----- Exercise materials

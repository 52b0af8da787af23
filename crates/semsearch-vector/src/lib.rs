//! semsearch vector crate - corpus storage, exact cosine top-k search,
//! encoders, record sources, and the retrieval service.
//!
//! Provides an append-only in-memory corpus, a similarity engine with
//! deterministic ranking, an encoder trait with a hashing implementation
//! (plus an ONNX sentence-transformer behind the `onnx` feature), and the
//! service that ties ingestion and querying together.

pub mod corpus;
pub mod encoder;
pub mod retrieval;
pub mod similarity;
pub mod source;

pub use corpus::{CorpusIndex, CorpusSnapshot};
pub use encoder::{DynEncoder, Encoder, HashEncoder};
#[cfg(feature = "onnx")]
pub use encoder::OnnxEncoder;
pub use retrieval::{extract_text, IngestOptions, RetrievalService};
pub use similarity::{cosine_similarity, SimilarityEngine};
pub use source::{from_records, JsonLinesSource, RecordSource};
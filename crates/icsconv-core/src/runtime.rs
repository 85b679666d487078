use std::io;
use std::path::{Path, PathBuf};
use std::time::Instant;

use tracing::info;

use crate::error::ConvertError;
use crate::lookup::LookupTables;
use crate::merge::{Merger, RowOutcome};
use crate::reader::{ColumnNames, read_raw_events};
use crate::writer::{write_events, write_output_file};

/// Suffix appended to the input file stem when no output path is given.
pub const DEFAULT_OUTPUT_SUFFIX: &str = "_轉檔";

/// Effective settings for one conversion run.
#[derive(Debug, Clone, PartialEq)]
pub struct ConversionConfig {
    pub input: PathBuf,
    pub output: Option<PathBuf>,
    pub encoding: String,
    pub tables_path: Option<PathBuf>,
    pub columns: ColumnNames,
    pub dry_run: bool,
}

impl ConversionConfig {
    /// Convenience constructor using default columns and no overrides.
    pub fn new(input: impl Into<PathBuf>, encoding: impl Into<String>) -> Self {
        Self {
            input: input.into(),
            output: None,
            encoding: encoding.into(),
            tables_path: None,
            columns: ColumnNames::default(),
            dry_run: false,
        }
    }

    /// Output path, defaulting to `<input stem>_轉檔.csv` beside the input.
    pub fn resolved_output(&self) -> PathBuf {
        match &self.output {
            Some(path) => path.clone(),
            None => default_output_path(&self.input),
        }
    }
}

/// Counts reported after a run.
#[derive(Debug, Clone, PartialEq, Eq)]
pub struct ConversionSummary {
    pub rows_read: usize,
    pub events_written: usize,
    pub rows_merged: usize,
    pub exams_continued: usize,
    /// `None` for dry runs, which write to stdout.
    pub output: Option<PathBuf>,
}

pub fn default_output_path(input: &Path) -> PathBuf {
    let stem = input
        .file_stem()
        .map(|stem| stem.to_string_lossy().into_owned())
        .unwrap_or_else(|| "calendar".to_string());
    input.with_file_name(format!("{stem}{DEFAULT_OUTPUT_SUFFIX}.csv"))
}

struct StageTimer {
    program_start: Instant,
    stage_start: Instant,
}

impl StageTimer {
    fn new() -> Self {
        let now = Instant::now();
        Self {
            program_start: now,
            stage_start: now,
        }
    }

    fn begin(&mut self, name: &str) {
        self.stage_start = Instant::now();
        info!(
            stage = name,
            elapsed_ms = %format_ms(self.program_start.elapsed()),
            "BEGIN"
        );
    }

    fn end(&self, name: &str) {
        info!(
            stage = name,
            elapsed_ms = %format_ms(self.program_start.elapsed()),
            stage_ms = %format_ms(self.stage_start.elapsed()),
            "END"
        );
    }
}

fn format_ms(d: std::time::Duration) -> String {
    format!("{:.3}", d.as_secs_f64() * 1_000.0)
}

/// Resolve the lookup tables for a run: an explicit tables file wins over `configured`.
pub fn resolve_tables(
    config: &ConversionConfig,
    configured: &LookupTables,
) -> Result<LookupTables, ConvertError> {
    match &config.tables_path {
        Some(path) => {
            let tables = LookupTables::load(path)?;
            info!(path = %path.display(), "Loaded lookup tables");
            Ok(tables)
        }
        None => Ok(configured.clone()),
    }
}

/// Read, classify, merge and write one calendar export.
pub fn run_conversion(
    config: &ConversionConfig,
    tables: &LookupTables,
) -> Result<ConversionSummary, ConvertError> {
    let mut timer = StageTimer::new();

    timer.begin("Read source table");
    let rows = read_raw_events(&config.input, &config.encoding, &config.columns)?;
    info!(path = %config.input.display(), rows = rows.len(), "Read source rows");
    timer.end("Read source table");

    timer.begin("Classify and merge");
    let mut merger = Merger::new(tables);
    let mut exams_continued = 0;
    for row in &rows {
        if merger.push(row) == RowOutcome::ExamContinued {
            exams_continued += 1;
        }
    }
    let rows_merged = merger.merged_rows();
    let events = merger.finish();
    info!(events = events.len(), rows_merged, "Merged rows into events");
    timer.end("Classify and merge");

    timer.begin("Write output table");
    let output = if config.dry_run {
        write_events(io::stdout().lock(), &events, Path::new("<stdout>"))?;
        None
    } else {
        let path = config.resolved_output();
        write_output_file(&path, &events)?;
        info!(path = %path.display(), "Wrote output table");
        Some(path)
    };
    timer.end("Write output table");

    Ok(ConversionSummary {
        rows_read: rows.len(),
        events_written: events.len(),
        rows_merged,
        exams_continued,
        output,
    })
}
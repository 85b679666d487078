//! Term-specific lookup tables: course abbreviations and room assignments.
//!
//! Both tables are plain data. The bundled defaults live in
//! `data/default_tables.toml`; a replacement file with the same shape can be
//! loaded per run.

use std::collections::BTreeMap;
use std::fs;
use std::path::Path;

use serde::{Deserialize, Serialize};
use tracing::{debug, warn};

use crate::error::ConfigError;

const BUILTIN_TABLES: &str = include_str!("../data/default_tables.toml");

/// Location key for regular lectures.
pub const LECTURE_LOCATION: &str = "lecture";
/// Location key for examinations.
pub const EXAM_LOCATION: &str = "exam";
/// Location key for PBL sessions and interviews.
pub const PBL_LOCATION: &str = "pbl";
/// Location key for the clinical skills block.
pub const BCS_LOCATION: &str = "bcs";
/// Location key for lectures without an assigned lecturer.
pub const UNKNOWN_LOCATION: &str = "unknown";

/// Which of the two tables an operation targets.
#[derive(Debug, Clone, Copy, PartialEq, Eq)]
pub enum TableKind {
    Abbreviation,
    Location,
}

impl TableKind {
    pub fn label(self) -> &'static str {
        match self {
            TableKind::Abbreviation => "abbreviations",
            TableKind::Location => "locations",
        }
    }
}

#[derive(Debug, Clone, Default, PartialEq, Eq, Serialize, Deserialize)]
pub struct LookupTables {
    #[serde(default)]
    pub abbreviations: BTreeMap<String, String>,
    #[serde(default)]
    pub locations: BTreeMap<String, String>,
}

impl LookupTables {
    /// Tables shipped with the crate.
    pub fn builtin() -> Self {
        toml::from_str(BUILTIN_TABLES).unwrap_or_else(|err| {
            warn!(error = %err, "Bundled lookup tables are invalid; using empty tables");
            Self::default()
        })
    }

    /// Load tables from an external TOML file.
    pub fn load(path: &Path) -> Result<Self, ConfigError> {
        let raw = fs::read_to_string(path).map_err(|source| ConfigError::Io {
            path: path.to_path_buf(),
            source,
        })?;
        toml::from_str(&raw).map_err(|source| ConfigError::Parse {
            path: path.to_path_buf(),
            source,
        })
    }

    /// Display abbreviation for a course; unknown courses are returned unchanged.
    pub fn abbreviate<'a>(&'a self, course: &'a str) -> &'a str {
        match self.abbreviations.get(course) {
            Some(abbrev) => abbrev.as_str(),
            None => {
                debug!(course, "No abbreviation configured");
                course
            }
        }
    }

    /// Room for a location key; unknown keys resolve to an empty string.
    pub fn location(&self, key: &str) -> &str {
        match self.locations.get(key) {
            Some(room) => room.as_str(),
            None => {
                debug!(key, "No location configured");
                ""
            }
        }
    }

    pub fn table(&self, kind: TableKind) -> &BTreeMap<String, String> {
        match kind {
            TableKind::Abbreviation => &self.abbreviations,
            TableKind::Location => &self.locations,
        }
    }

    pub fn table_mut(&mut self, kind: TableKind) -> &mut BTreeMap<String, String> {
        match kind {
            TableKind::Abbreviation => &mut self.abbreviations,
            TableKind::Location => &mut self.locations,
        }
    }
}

----------

Problem to work on => Counting only lines that hold the string "retrieval", give the number of such lines in the records. Write nothing else.

Worked solution => 3